O foco inicial da Emtel é na interface entre o usuário e o produtor, na relação entre consumo e produção e nas implicações deste foco para uma compreensão da inovação das tecnologias de informação e comunicação. Nós problematizamos vários aspectos deste relacionamento, especialmente do ponto de vista que o considera como um processo social, cultural e comunicativo, bem como econômico. Uma preocupação central diz respeito ao papel do usuário na inovação tecnológica presente e futura. Processo torna-se uma palavra-chave na discussão, implicando em um contínuo e complexo movimento de objetos e significados tanto na vida (sic) das tecnologias de informação e comunicação, bem como no contexto de nossas vidas cotidianas (HARTMANN; SILVERSTONE, 1995, p. 01-02).

Dentre os pontos defendidos pela Emtel, dois vêm de encontro aos objetivos do presente trabalho: 1) como as tecnologias de informação e comunicação diferem de outras tecnologias, e quais implicações estas diferenças têm para compreensão de sua inovação, difusão e uso; 2) como as tecnologias de informação e comunicação são posicionadas no espaço cultural e social, e como seu significado social e cultural é afetado por fatores tecnológicos, econômicos e sociais. (HARTMANN; SILVERSTONE, 1995, p. 02) A referência explícita ao termo antropologia da informação surge quando o documento discute o problema do poder e da política de informação. a referência aparece precisamente no terceiro foco de conflitos que, segundo os autores, rege o poder e a política nessa área: conflitos envolvendo consumidores e outros consumidores7: Aqui as diferentes dimensões de uma complexa sociologia e antropologia das tecnologias de informação e comunicação vêm à tona, com preocupações acerca do gênero, classe, idade, tipo de vida, região devendo ser consideradas para analisar tanto as linhas de batalha política como o relativo poder de seus participantes (HARTMANN; SILVERSTONE, 1995, p. 05) O termo, conforme visto, aparece na verdade associado a uma "antropologia das tecnologias de informação", numa acepção bem próxima, conceitualmente falando, daquela descrita por Christopher Kelty e, em termos de ação, em consonância com a discussão desenvolvida na terceira perspectiva da Diplo, voltada para as questões de gênero/"minorias" diante das potencialidades das tecnologias de informação.

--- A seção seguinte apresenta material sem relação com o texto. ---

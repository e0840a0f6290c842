pub mod bottle;

use bytes::Bytes;

use crate::connection::reader::ConnectionReader;
use crate::connection::writer::BufferedConnectionWriter;
use crate::payload::bottle::{Bottle, Value};


/// Anything that can be sent through a port. A payload is serialized separately for every
///  destination, in that connection's mode (binary or text), so implementations should check
///  [BufferedConnectionWriter::is_text_mode].
pub trait PortWriter: Send + Sync {
    fn write(&self, writer: &mut BufferedConnectionWriter) -> anyhow::Result<()>;
}

/// Anything that can be read from a received message
pub trait PortReader: Send {
    /// returns `false` if the message's content was not acceptable to this reader
    fn read(&mut self, reader: &mut ConnectionReader) -> anyhow::Result<bool>;
}


/// A message's bytes, passed on unparsed (e.g. to logging connections). Sent to a connection
///  of the other mode, the data is converted as a [Bottle].
#[derive(Clone, Debug)]
pub struct RawMessage {
    pub data: Bytes,
    pub text_mode: bool,
}

impl RawMessage {
    fn text_line(&self) -> &[u8] {
        let mut line: &[u8] = &self.data;
        while let [rest @ .., b'\n' | b'\r'] = line {
            line = rest;
        }
        line
    }

    /// binary data as a bottle's text, or as a blob if it is not a bottle
    fn binary_as_text(&self) -> String {
        let mut reader = ConnectionReader::new(self.data.clone(), false);
        match Bottle::read_binary(&mut reader) {
            Ok(bottle) if reader.remaining() == 0 => bottle.to_text(),
            _ => Bottle::from_values(vec![Value::Blob(self.data.clone())]).to_text(),
        }
    }

    /// text data parsed as a bottle, or kept as a single string if it does not parse
    fn text_as_bottle(&self) -> Bottle {
        let text = String::from_utf8_lossy(self.text_line());
        Bottle::from_text(&text)
            .unwrap_or_else(|_| Bottle::from_values(vec![Value::String(text.into_owned())]))
    }
}

impl PortWriter for RawMessage {
    fn write(&self, writer: &mut BufferedConnectionWriter) -> anyhow::Result<()> {
        match (writer.is_text_mode(), self.text_mode) {
            (true, true) => {
                writer.append_block_copy(self.text_line());
                writer.append_block_copy(b"\n");
            }
            (true, false) => writer.append_line(&self.binary_as_text()),
            (false, true) => self.text_as_bottle().write_binary(writer),
            (false, false) => writer.append_external_block(self.data.clone()),
        }
        Ok(())
    }
}

impl PortReader for RawMessage {
    fn read(&mut self, reader: &mut ConnectionReader) -> anyhow::Result<bool> {
        self.text_mode = reader.is_text_mode();
        self.data = reader.take_remaining();
        Ok(true)
    }
}
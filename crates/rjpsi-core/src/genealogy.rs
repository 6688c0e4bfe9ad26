//! Every traversal here is iterative and guarded by a visited set, so malformed generator
//! records with cycles or shared ancestors terminate.
use std::fmt::Write;

use indexmap::IndexSet;
use serde::{Deserialize, Serialize};

use crate::{
    data::GenEvent,
    utils::pdg::{is_diquark, is_parton, ParticleNamer},
};

/// What the ancestor walk does when it reaches a mother.
#[derive(Copy, Clone, Debug, PartialEq, Eq)]
pub enum Step {
    /// Record the mother and keep walking through its own mothers.
    Accept,
    /// Record the mother but do not look above it.
    Terminal,
    /// Do not record the mother, but keep walking through its mothers.
    Transparent,
    /// Do not record the mother and abandon this branch.
    Halt,
}

/// The boundary conditions of the ancestor walk.
#[derive(Copy, Clone, Debug, PartialEq, Eq, Serialize, Deserialize)]
pub struct AncestryRules {
    /// Mothers with `|id|` below this value (strings, clusters, leptons, gauge bosons) end a
    /// branch.
    pub hadron_threshold: i32,
}

impl Default for AncestryRules {
    fn default() -> Self {
        Self {
            hadron_threshold: 100,
        }
    }
}

impl AncestryRules {
    /// Classify the particle at `index` as a mother seen by the walk.
    ///
    /// Quarks and gluons halt a branch, as does anything under the hadron threshold. Earlier
    /// copies are walked through without being recorded. Diquarks are recorded and end the
    /// branch. Everything else is accepted.
    pub fn classify(&self, event: &GenEvent, index: usize) -> Step {
        let particle = event.particle(index);
        if is_parton(particle.pdg_id) || particle.pdg_id.abs() < self.hadron_threshold {
            Step::Halt
        } else if !particle.last_copy {
            Step::Transparent
        } else if is_diquark(particle.pdg_id) {
            Step::Terminal
        } else {
            Step::Accept
        }
    }
}

/// Accepted ancestors of a candidate, nearest first.
///
/// When a particle has several mothers all branches are explored, first mother first, and the
/// results are merged into this single list in the order a recursive walk would visit them.
#[derive(Clone, Debug, Default, PartialEq, Eq)]
pub struct Ancestry {
    members: Vec<usize>,
}

impl Ancestry {
    pub fn members(&self) -> &[usize] {
        &self.members
    }

    pub fn len(&self) -> usize {
        self.members.len()
    }

    pub fn is_empty(&self) -> bool {
        self.members.is_empty()
    }

    /// The outermost accepted ancestor which is not a diquark. Diquarks closing several merged
    /// branches are all stepped over. [`None`] if only diquarks were recorded.
    pub fn origin(&self, event: &GenEvent) -> Option<usize> {
        self.members
            .iter()
            .rev()
            .copied()
            .find(|&index| !is_diquark(event.particle(index).pdg_id))
    }

    /// A human-readable chain such as ` <--  B_c+ <--  pdgid 9000541`.
    pub fn trace(&self, event: &GenEvent, namer: &dyn ParticleNamer) -> String {
        let mut out = String::new();
        for &index in &self.members {
            let _ = write!(
                out,
                " <--  {}",
                namer.display_name(event.particle(index).pdg_id)
            );
        }
        out
    }
}

/// Walk up from `candidate` through every mother branch and collect accepted ancestors.
pub fn walk_ancestors(event: &GenEvent, candidate: usize, rules: &AncestryRules) -> Ancestry {
    let mut visited = IndexSet::new();
    visited.insert(candidate);
    let mut stack: Vec<usize> = event.particle(candidate).mothers.iter().rev().copied().collect();
    let mut members = Vec::new();
    while let Some(index) = stack.pop() {
        if !visited.insert(index) {
            continue;
        }
        let step = rules.classify(event, index);
        if matches!(step, Step::Accept | Step::Terminal) {
            members.push(index);
        }
        if matches!(step, Step::Accept | Step::Transparent) {
            stack.extend(event.particle(index).mothers.iter().rev());
        }
    }
    Ancestry { members }
}

/// Whether `ancestor` can be reached from `particle` by following mothers. A particle is its
/// own ancestor.
pub fn is_ancestor(event: &GenEvent, ancestor: usize, particle: usize) -> bool {
    let mut visited = vec![false; event.len()];
    let mut stack = vec![particle];
    while let Some(index) = stack.pop() {
        if index == ancestor {
            return true;
        }
        if std::mem::replace(&mut visited[index], true) {
            continue;
        }
        stack.extend(&event.particle(index).mothers);
    }
    false
}

/// Number of direct daughters of `candidate` with `|id| == pdg_id`.
pub fn count_daughters(event: &GenEvent, candidate: usize, pdg_id: i32) -> usize {
    event
        .particle(candidate)
        .daughters
        .iter()
        .filter(|&&index| event.particle(index).pdg_id.abs() == pdg_id)
        .count()
}

/// Stable particles with `|id| == pdg_id`, in arena order.
pub fn final_state(event: &GenEvent, pdg_id: i32) -> Vec<usize> {
    event.select(|particle| particle.pdg_id.abs() == pdg_id && particle.is_final_state())
}

/// Sort particle indices by descending transverse momentum, keeping arena order on ties.
pub fn sort_by_pt(event: &GenEvent, indices: &mut [usize]) {
    indices.sort_by(|&a, &b| event.particle(b).pt().total_cmp(&event.particle(a).pt()));
}

/// The members of `leptons` which descend from `candidate`, by descending transverse momentum.
pub fn signal_leptons(event: &GenEvent, candidate: usize, leptons: &[usize]) -> Vec<usize> {
    let mut signal: Vec<usize> = leptons
        .iter()
        .copied()
        .filter(|&lepton| is_ancestor(event, candidate, lepton))
        .collect();
    sort_by_pt(event, &mut signal);
    signal
}

/// The members of `leptons` not in `signal`, by descending transverse momentum.
pub fn extra_leptons(event: &GenEvent, leptons: &[usize], signal: &[usize]) -> Vec<usize> {
    let mut extra: Vec<usize> = leptons
        .iter()
        .copied()
        .filter(|lepton| !signal.contains(lepton))
        .collect();
    sort_by_pt(event, &mut extra);
    extra
}

#[cfg(test)]
mod tests {
    use super::*;
    use crate::{
        data::{test_event, test_indices::*, EventHeader, GenEventBuilder, ParticleRecord},
        utils::{
            pdg::PdgTable,
            vectors::{Vec3, Vec4},
        },
    };

    fn particle(pdg_id: i32, status: i32) -> ParticleRecord {
        ParticleRecord::new(
            pdg_id,
            status,
            Vec4::new(0.0, 0.0, 1.0, 10.0),
            Vec3::zero(),
        )
    }

    #[test]
    fn test_fixture_ancestry() {
        let event = test_event();
        let ancestry = walk_ancestors(&event, JPSI, &AncestryRules::default());
        assert_eq!(ancestry.members(), &[BC]);
        assert_eq!(ancestry.origin(&event), Some(BC));
        assert_eq!(ancestry.trace(&event, &PdgTable), " <--  B_c+");
    }

    #[test]
    fn test_diquark_origin_is_skipped() {
        let mut builder = GenEventBuilder::new(EventHeader::default());
        let diquark = builder.add(particle(5203, 63));
        let lambda_b = builder.add_with_mothers(particle(5122, 2), &[diquark]);
        let jpsi = builder.add_with_mothers(particle(443, 2), &[lambda_b]);
        let event = builder.build().unwrap();
        let ancestry = walk_ancestors(&event, jpsi, &AncestryRules::default());
        assert_eq!(ancestry.members(), &[lambda_b, diquark]);
        assert_eq!(ancestry.origin(&event), Some(lambda_b));
    }

    #[test]
    fn test_trailing_diquarks_from_several_branches_are_skipped() {
        let mut builder = GenEventBuilder::new(EventHeader::default());
        let bottom = builder.add(particle(5203, 63));
        let light = builder.add(particle(-2101, 63));
        let lambda_b = builder.add_with_mothers(particle(5122, 2), &[bottom, light]);
        let jpsi = builder.add_with_mothers(particle(443, 2), &[lambda_b]);
        let event = builder.build().unwrap();
        let ancestry = walk_ancestors(&event, jpsi, &AncestryRules::default());
        assert_eq!(ancestry.members(), &[lambda_b, bottom, light]);
        assert_eq!(ancestry.origin(&event), Some(lambda_b));
    }

    #[test]
    fn test_lone_diquark_has_no_origin() {
        let mut builder = GenEventBuilder::new(EventHeader::default());
        let diquark = builder.add(particle(2203, 63));
        let jpsi = builder.add_with_mothers(particle(443, 2), &[diquark]);
        let event = builder.build().unwrap();
        let ancestry = walk_ancestors(&event, jpsi, &AncestryRules::default());
        assert_eq!(ancestry.len(), 1);
        assert_eq!(ancestry.origin(&event), None);
    }

    #[test]
    fn test_partons_and_strings_end_the_walk() {
        let mut builder = GenEventBuilder::new(EventHeader::default());
        let proton = builder.add(particle(2212, 4));
        let gluon = builder.add_with_mothers(particle(21, 21), &[proton]);
        let string = builder.add_with_mothers(particle(92, 2), &[gluon]);
        let b = builder.add_with_mothers(particle(521, 2), &[string]);
        let direct = builder.add_with_mothers(particle(443, 2), &[gluon]);
        let from_b = builder.add_with_mothers(particle(443, 2), &[b]);
        let event = builder.build().unwrap();
        let rules = AncestryRules::default();
        assert!(walk_ancestors(&event, direct, &rules).is_empty());
        assert_eq!(walk_ancestors(&event, direct, &rules).origin(&event), None);
        assert_eq!(walk_ancestors(&event, from_b, &rules).members(), &[b]);
    }

    #[test]
    fn test_earlier_copies_are_transparent() {
        let mut builder = GenEventBuilder::new(EventHeader::default());
        let bs_star = builder.add(particle(533, 2));
        let early = builder.add_with_mothers(particle(531, 2).with_last_copy(false), &[bs_star]);
        let late = builder.add_with_mothers(particle(531, 2), &[early]);
        let jpsi = builder.add_with_mothers(particle(443, 2), &[late]);
        let event = builder.build().unwrap();
        let ancestry = walk_ancestors(&event, jpsi, &AncestryRules::default());
        assert_eq!(ancestry.members(), &[late, bs_star]);
        assert_eq!(ancestry.origin(&event), Some(bs_star));
    }

    #[test]
    fn test_multiple_mothers_merge_in_preorder() {
        let mut builder = GenEventBuilder::new(EventHeader::default());
        let top = builder.add(particle(2212, 4));
        let left = builder.add_with_mothers(particle(511, 2), &[top]);
        let right = builder.add_with_mothers(particle(521, 2), &[top]);
        let jpsi = builder.add_with_mothers(particle(443, 2), &[left, right]);
        let event = builder.build().unwrap();
        let ancestry = walk_ancestors(&event, jpsi, &AncestryRules::default());
        assert_eq!(ancestry.members(), &[left, top, right]);
        assert_eq!(ancestry.origin(&event), Some(right));
    }

    #[test]
    fn test_cycles_terminate() {
        let mut builder = GenEventBuilder::new(EventHeader::default());
        let a = builder.add(particle(511, 2));
        let b = builder.add_with_mothers(particle(513, 2), &[a]);
        builder.link(b, a);
        let jpsi = builder.add_with_mothers(particle(443, 2), &[b]);
        builder.link(jpsi, a);
        let muon = builder.add_with_mothers(particle(13, 1), &[jpsi]);
        let event = builder.build().unwrap();
        let ancestry = walk_ancestors(&event, jpsi, &AncestryRules::default());
        assert_eq!(ancestry.members(), &[b, a]);
        assert!(is_ancestor(&event, a, muon));
        assert!(!is_ancestor(&event, muon, a));
    }

    #[test]
    fn test_descendants_follow_every_mother() {
        let mut builder = GenEventBuilder::new(EventHeader::default());
        let jpsi = builder.add(particle(443, 2));
        let other = builder.add(particle(22, 1));
        let photon = builder.add_with_mothers(particle(22, 2), &[jpsi]);
        // the candidate is only reachable through the second mother
        let muon = builder.add_with_mothers(particle(13, 1), &[other, photon]);
        let event = builder.build().unwrap();
        assert!(is_ancestor(&event, jpsi, muon));
        assert!(is_ancestor(&event, muon, muon));
        assert!(!is_ancestor(&event, jpsi, other));
    }

    #[test]
    fn test_fixture_leptons() {
        let event = test_event();
        assert_eq!(count_daughters(&event, JPSI, 13), 2);
        let muons = final_state(&event, 13);
        let signal = signal_leptons(&event, JPSI, &muons);
        assert_eq!(signal, vec![MU_LEADING, MU_TRAILING]);
        assert_eq!(extra_leptons(&event, &muons, &signal), vec![EXTRA_MU]);
    }
}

3.5 HOWARD, Philip. Network Ethnography and the Hypermedia Organization: new organizations, new media, new methods Em seu extenso artigo, Philip Howard busca uma metodologia de análise para estudar as organizações hipermidiáticas. Por organizações hipermidiáticas ele se refere ao impacto que os novos meios de comunicação, principalmente através das tecnologias de informação, produziram nas organizações. Tal impacto pode ser mensurado através das seguintes características: 1) a emergência das redes; 2) a criação de um vasto conteúdo; 3) a simulação e rapidez de trocas, figurações e reconfigurações simbólicas.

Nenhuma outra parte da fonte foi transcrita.